Tubastatin A Small Molecule Shows Early Promise as Cushing’s Therapy
Using a mouse model, scientists have found that the small molecule tubastatin A may be a potential treatment for Cushing’s disease.
Tubastatin A was shown to reduce the activity of genes encoding the precursor of the adrenocorticotropic hormone (ACTH), and to lessen the growth of ACTH-producing tumor cells isolated from the pituitary gland of the mice.
“These findings suggest that tubastatin A may have applications as a novel therapy for Cushing’s disease,” the researchers wrote.
The study, “Effects of tubastatin A on adrenocorticotropic hormone synthesis and proliferation of AtT-20 corticotroph tumor cells,” was published in the Endocrine Journal.
The presence of non-cancerous, or benign tumors in the brain’s pituitary gland causes most cases of Cushing’s disease. These tumors trigger the excessive production of ACTH, which in turn signals the adrenal glands, sitting atop the kidneys, to overproduce cortisol, leading to a variety of Cushing’s symptoms.

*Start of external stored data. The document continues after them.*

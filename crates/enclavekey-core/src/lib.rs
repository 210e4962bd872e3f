//! # enclavekey-core
//!
//! Core types, error definitions and configuration for `enclavekey`.
//!
//! ## Internal Crate Warning
//!
//! **This crate is an internal implementation detail of `enclavekey`.** The API
//! is unstable and may change between any versions.
//!
//! ## Modules
//!
//! - [`error`] - Error taxonomy and result aliases
//! - [`types`] - Labels, key classes, curve identifiers, access-control
//!   policies, platform status codes and capability levels
//! - [`config`] - Configuration file structures
//! - [`config_loader`] - Loading and saving configuration from `~/.enclavekey`
//!
//! ## Error Handling
//!
//! ```rust
//! use enclavekey_core::error::EnclaveError;
//! use enclavekey_core::types::Status;
//!
//! let err = EnclaveError::signing_failed(Status::AUTH_FAILED);
//! assert_eq!(err.status(), Some(Status::AUTH_FAILED));
//! assert!(err.lookup_url().is_some_and(|url| url.ends_with("-25293")));
//! ```

#![forbid(unsafe_code)]
#![warn(missing_docs)]
#![warn(clippy::all)]
#![warn(clippy::pedantic)]

pub mod config;
pub mod config_loader;
pub mod error;
pub mod types;

pub use error::{ConfigError, EnclaveError, EnclaveResult, KeystoreError};
pub use types::{
    AccessControlPolicy, AccessFlags, Accessibility, Capabilities, CipherSuite, CurveId,
    DeviceState, KeyClass, KeyLabel, PlatformLevel, Status,
};
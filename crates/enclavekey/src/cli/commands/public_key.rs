//! # Public Key Command
//!
//! `enclavekey public-key` prints the public key, generating the keypair on
//! first use. The default output is the lowercase hex of the 65-byte
//! uncompressed point; `--format pem` prints a SubjectPublicKeyInfo PEM.

use std::path::{Path, PathBuf};

use enclavekey_crypto::encode_public_key_pem;

use super::{base_dir, CommandError};
use crate::cli::args::KeyFormat;
use crate::logging::{log_security_event, redact_sensitive};
use crate::runtime::Runtime;

/// The `enclavekey public-key` command handler.
#[derive(Debug, Clone, Default)]
pub struct PublicKeyCommand {
    /// Output format.
    pub format: KeyFormat,
    config: Option<PathBuf>,
}

impl PublicKeyCommand {
    /// Create a new `PublicKeyCommand`.
    #[must_use]
    pub const fn new(format: KeyFormat) -> Self {
        Self {
            format,
            config: None,
        }
    }

    /// Read configuration from `path` instead of `<base_dir>/config.toml`.
    #[must_use]
    pub fn with_config(mut self, path: Option<PathBuf>) -> Self {
        self.config = path;
        self
    }

    /// Print the public key from `~/.enclavekey`.
    ///
    /// # Errors
    ///
    /// See [`execute`](Self::execute).
    pub fn run(&self) -> Result<(), CommandError> {
        self.run_with_base_dir(&base_dir()?)
    }

    /// Print the public key from `base_dir`.
    ///
    /// # Errors
    ///
    /// See [`execute`](Self::execute).
    pub fn run_with_base_dir(&self, base_dir: &Path) -> Result<(), CommandError> {
        let output = self.execute(base_dir)?;
        match self.format {
            KeyFormat::Hex => println!("{output}"),
            KeyFormat::Pem => print!("{output}"),
        }
        Ok(())
    }

    /// Fetch or create the keypair and format its public half.
    ///
    /// # Errors
    ///
    /// Returns [`CommandError::Enclave`] if generation or the keystore fails.
    pub fn execute(&self, base_dir: &Path) -> Result<String, CommandError> {
        let runtime = Runtime::open(base_dir, self.config.as_deref())?;
        let manager = runtime.key_manager()?;
        let existed = manager.key_pair_exists()?;

        let key = manager.public_key()?;
        let output = match self.format {
            KeyFormat::Hex => key.hex(),
            KeyFormat::Pem => encode_public_key_pem(key.as_bytes())?,
        };

        if !existed {
            log_security_event(
                "key_generated",
                &format!(
                    "label={} public_key={}",
                    manager.service().public_label(),
                    redact_sensitive(&key.hex())
                ),
            );
        }

        Ok(output)
    }
}
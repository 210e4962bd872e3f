//! # Logging
//!
//! The library crates only emit `tracing` events. The binary calls
//! [`init_logging`] once to send them to stderr, and to a rotating file if
//! one is configured.
//!
//!
//! ```no_run
//! use enclavekey::logging::{init_logging, LogConfig};
//!
//! let _guard = init_logging(&LogConfig::default()).expect("logging");
//! tracing::info!("started");
//! ```
//!
//! Private keys never reach a log line. Public key hex and signatures are
//! shortened with [`redact_sensitive`] first.
//!
//! ```
//! use enclavekey::logging::redact_sensitive;
//!
//! assert_eq!(redact_sensitive("04a1b2c3d4e5f60718"), "04a1***0718");
//! assert_eq!(redact_sensitive("short"), "***");
//! ```

use std::path::{Path, PathBuf};

use tracing::Level;
use tracing_appender::non_blocking::{NonBlocking, WorkerGuard};
use tracing_subscriber::registry::LookupSpan;
use tracing_subscriber::{fmt, layer::SubscriberExt, util::SubscriberInitExt, EnvFilter, Layer};

/// Target used by [`log_security_event`].
pub const SECURITY_TARGET: &str = "enclavekey::security";

/// Failure to set up logging.
#[derive(Debug, thiserror::Error)]
pub enum LogError {
    /// The log file location is unusable.
    #[error("cannot open log file: {0}")]
    FileCreation(String),

    /// Another global subscriber got there first.
    #[error("cannot install log subscriber: {0}")]
    SubscriberInit(String),

    /// Level or path rejected.
    #[error("bad log settings: {0}")]
    InvalidConfig(String),
}

/// Minimum severity that is logged.
#[derive(Debug, Clone, Copy, Default, PartialEq, Eq)]
pub enum LogLevel {
    /// Everything.
    Trace,
    /// Debug and above.
    Debug,
    /// Info and above.
    #[default]
    Info,
    /// Warnings and errors.
    Warn,
    /// Errors only.
    Error,
}

impl LogLevel {
    /// The matching `tracing` level.
    #[must_use]
    pub const fn as_tracing_level(self) -> Level {
        match self {
            Self::Trace => Level::TRACE,
            Self::Debug => Level::DEBUG,
            Self::Info => Level::INFO,
            Self::Warn => Level::WARN,
            Self::Error => Level::ERROR,
        }
    }

    /// Directive string for [`EnvFilter`].
    #[must_use]
    pub const fn as_str(self) -> &'static str {
        match self {
            Self::Trace => "trace",
            Self::Debug => "debug",
            Self::Info => "info",
            Self::Warn => "warn",
            Self::Error => "error",
        }
    }
}

impl std::fmt::Display for LogLevel {
    fn fmt(&self, f: &mut std::fmt::Formatter<'_>) -> std::fmt::Result {
        f.write_str(self.as_str())
    }
}

/// Output format.
#[derive(Debug, Clone, Copy, Default, PartialEq, Eq)]
pub enum LogFormat {
    /// Multi-line human-readable output.
    #[default]
    Pretty,
    /// One JSON object per event.
    Json,
    /// Single-line human-readable output.
    Compact,
}

impl std::fmt::Display for LogFormat {
    fn fmt(&self, f: &mut std::fmt::Formatter<'_>) -> std::fmt::Result {
        match self {
            Self::Pretty => f.write_str("pretty"),
            Self::Json => f.write_str("json"),
            Self::Compact => f.write_str("compact"),
        }
    }
}

/// Logging configuration.
#[derive(Debug, Clone, Default)]
pub struct LogConfig {
    /// Minimum level.
    pub level: LogLevel,
    /// Output format.
    pub format: LogFormat,
    /// Also write to this file, rotated daily. The directory is created.
    pub file_path: Option<PathBuf>,
}

/// Hold this for the life of the process; dropping it flushes the log file.
pub struct LogGuard {
    guard: Option<WorkerGuard>,
}

impl LogGuard {
    const fn new(guard: Option<WorkerGuard>) -> Self {
        Self { guard }
    }
}

impl std::fmt::Debug for LogGuard {
    fn fmt(&self, f: &mut std::fmt::Formatter<'_>) -> std::fmt::Result {
        f.debug_struct("LogGuard")
            .field("has_file_guard", &self.guard.is_some())
            .finish()
    }
}

type BoxedLayer<S> = Box<dyn Layer<S> + Send + Sync + 'static>;

/// Install the global subscriber.
///
/// `RUST_LOG` is ignored; only `config.level` counts. With a `file_path`
/// every event is also appended to a daily-rotated file.
///
/// # Errors
///
/// Returns [`LogError`] if the log file cannot be created or a subscriber
/// is already installed.
pub fn init_logging(config: &LogConfig) -> Result<LogGuard, LogError> {
    let filter = EnvFilter::try_new(config.level.as_str())
        .map_err(|e| LogError::InvalidConfig(e.to_string()))?;

    let mut guard = None;
    let file_layer = match config.file_path.as_deref() {
        None => None,
        Some(path) => {
            let (writer, worker) = file_writer(path)?;
            guard = Some(worker);
            Some(file_layer(config.format, writer))
        }
    };

    tracing_subscriber::registry()
        .with(filter)
        .with(console_layer(config.format))
        .with(file_layer)
        .try_init()
        .map_err(|e| LogError::SubscriberInit(e.to_string()))?;

    Ok(LogGuard::new(guard))
}

fn console_layer<S>(format: LogFormat) -> BoxedLayer<S>
where
    S: tracing::Subscriber + for<'a> LookupSpan<'a>,
{
    let base = fmt::layer().with_writer(std::io::stderr).with_target(true);
    match format {
        LogFormat::Pretty => base.pretty().boxed(),
        LogFormat::Compact => base.compact().boxed(),
        LogFormat::Json => base.json().with_current_span(true).boxed(),
    }
}

fn file_layer<S>(format: LogFormat, writer: NonBlocking) -> BoxedLayer<S>
where
    S: tracing::Subscriber + for<'a> LookupSpan<'a>,
{
    let base = fmt::layer().with_writer(writer).with_target(true);
    if format == LogFormat::Json {
        base.json().boxed()
    } else {
        base.with_ansi(false).boxed()
    }
}

fn file_writer(path: &Path) -> Result<(NonBlocking, WorkerGuard), LogError> {
    let name = path
        .file_name()
        .ok_or_else(|| LogError::InvalidConfig(format!("{} names no file", path.display())))?;
    let dir = path
        .parent()
        .filter(|parent| !parent.as_os_str().is_empty())
        .unwrap_or_else(|| Path::new("."));

    std::fs::create_dir_all(dir)
        .map_err(|e| LogError::FileCreation(format!("{}: {e}", dir.display())))?;

    Ok(tracing_appender::non_blocking(
        tracing_appender::rolling::daily(dir, name),
    ))
}

/// Shorten a value for logging: the first and last 4 characters survive.
///
/// Values under 12 characters are replaced by `***` entirely.
#[must_use]
pub fn redact_sensitive(value: &str) -> String {
    const KEEP: usize = 4;
    const SHORTEST_PARTIAL: usize = 12;

    let count = value.chars().count();
    if count < SHORTEST_PARTIAL {
        return String::from("***");
    }
    let head: String = value.chars().take(KEEP).collect();
    let tail: String = value.chars().skip(count - KEEP).collect();
    format!("{head}***{tail}")
}

/// Map `-v` occurrences to a level: none is warn, then info, debug, trace.
///
/// ```
/// use enclavekey::logging::{verbosity_to_level, LogLevel};
///
/// assert_eq!(verbosity_to_level(0), LogLevel::Warn);
/// assert_eq!(verbosity_to_level(2), LogLevel::Debug);
/// assert_eq!(verbosity_to_level(9), LogLevel::Trace);
/// ```
#[must_use]
pub const fn verbosity_to_level(verbosity: u8) -> LogLevel {
    match verbosity {
        0 => LogLevel::Warn,
        1 => LogLevel::Info,
        2 => LogLevel::Debug,
        _ => LogLevel::Trace,
    }
}

/// Record a key lifecycle or key use event under [`SECURITY_TARGET`].
pub fn log_security_event(event: &str, details: &str) {
    tracing::info!(
        target: SECURITY_TARGET,
        event,
        details,
        "security event"
    );
}

#[cfg(test)]
mod tests {
    #![allow(clippy::expect_used, clippy::unwrap_used)]

    use super::*;

    #[test]
    fn test_verbosity_to_level() {
        assert_eq!(verbosity_to_level(0), LogLevel::Warn);
        assert_eq!(verbosity_to_level(1), LogLevel::Info);
        assert_eq!(verbosity_to_level(2), LogLevel::Debug);
        assert_eq!(verbosity_to_level(3), LogLevel::Trace);
        assert_eq!(verbosity_to_level(255), LogLevel::Trace);
    }

    #[test]
    fn test_redact_public_key_hex() {
        let key_hex = format!("04{}", "ab".repeat(64));
        assert_eq!(redact_sensitive(&key_hex), "04ab***abab");
        assert_eq!(redact_sensitive("123456789012"), "1234***9012");
        assert_eq!(redact_sensitive("12345678901"), "***");
        assert_eq!(redact_sensitive(""), "***");
    }

    #[test]
    fn test_redact_multibyte() {
        assert_eq!(redact_sensitive("ключ-ключ-ключ"), "ключ***ключ");
    }

    #[test]
    fn test_level_strings() {
        for (level, name, tracing_level) in [
            (LogLevel::Trace, "trace", Level::TRACE),
            (LogLevel::Debug, "debug", Level::DEBUG),
            (LogLevel::Info, "info", Level::INFO),
            (LogLevel::Warn, "warn", Level::WARN),
            (LogLevel::Error, "error", Level::ERROR),
        ] {
            assert_eq!(level.as_str(), name);
            assert_eq!(level.to_string(), name);
            assert_eq!(level.as_tracing_level(), tracing_level);
        }
    }

    #[test]
    fn test_defaults() {
        let config = LogConfig::default();
        assert_eq!(config.level, LogLevel::Info);
        assert_eq!(config.format, LogFormat::Pretty);
        assert!(config.file_path.is_none());
        assert_eq!(LogFormat::Compact.to_string(), "compact");
    }

    #[test]
    fn test_log_error_display() {
        let err = LogError::SubscriberInit("already set".to_string());
        assert_eq!(err.to_string(), "cannot install log subscriber: already set");
    }

    #[test]
    fn test_log_guard_debug() {
        let debug = format!("{:?}", LogGuard::new(None));
        assert!(debug.contains("has_file_guard: false"));
    }
}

Histone deacetylases (HDACs) are enzymes that modulate the production of ACTH and the growth of ACTH-producing cells.
Recent studies suggest that blocking one type of HDAC enzyme — HDAC6 — with the small molecule tubastatin A decreases tumor cell growth. However, whether inhibiting HDAC6 with tubastatin A lowers ACTH production and cell growth in ACTH-producing tumor cells is unknown.
Now, investigators at the Hirosaki University Graduate School of Medicine, in Japan, examined the effects of blocking HDAC6 in AtT-20 cells, which are ACTH-producing tumor cells isolated from the pituitary gland of mice.
First, researchers showed that incubating AtT-20 cells with tubastatin A led to a time- and dose-dependent reduction in Hdac6 messenger RNA (mRNA) — the molecule that carries instructions for making the HDAC6 enzyme. At the same time, there was a time- and dose-dependent decrease in the mRNA encoding proopiomelanocortin (Pomc), which is ACTH’s precursor molecule.
Further, with tubastatin A, there also was a time- and dose-dependent decrease in Pttg1 mRNA, a biomarker for pituitary tumor cell growth in AtT-20 cells, as well as a dose-dependent decrease in the growth of AtT-20 cells.
In comparison, the team conducted the same set of experiments using dexamethasone, a man-made steroid similar to cortisol that is often used to test for the presence of Cushing’s. Dexamethasone suppresses ACTH and thus cortisol production in people without Cushing’s, but not to the same extent as in those with the disease who produce excess ACTH.
Like tubastatin A, dexamethasone also reduced Hdac6 and Pttg1 mRNA levels in a time- and dose-dependent manner.
Treating AtT-20 cells with a combination of tubastatin A and dexamethasone lowered Pomc mRNA levels even more, showing “the combined treatment showed additive effects on the Pomc mRNA level,” the researchers wrote. In contrast, combined treatment did not reduce Pttg1 mRNA levels beyond reductions seen with tubastatin A alone.
Lastly, tests showed tubastatin A activated the Akt pathway, a potential therapeutic target for cancer, after two hours. The same signaling cascade was activated after six hours with dexamethasone, but a combined treatment had no effect. The Akt pathway is thought to regulate Pttg1. Thus, the growth of ACTH-producing tumor cells “may be regulated through the Akt-Pttg1 pathway,” the researchers noted.
“We found that the selective HDAC6 inhibitor tubastatin A decreased Pomc and Pttg1 mRNA levels in and blocked the [growth] of AtT-20 murine [ACTH-producing] tumor cells,” the authors wrote.
The results support further research into this small molecule as a potential new treatment, the team concluded.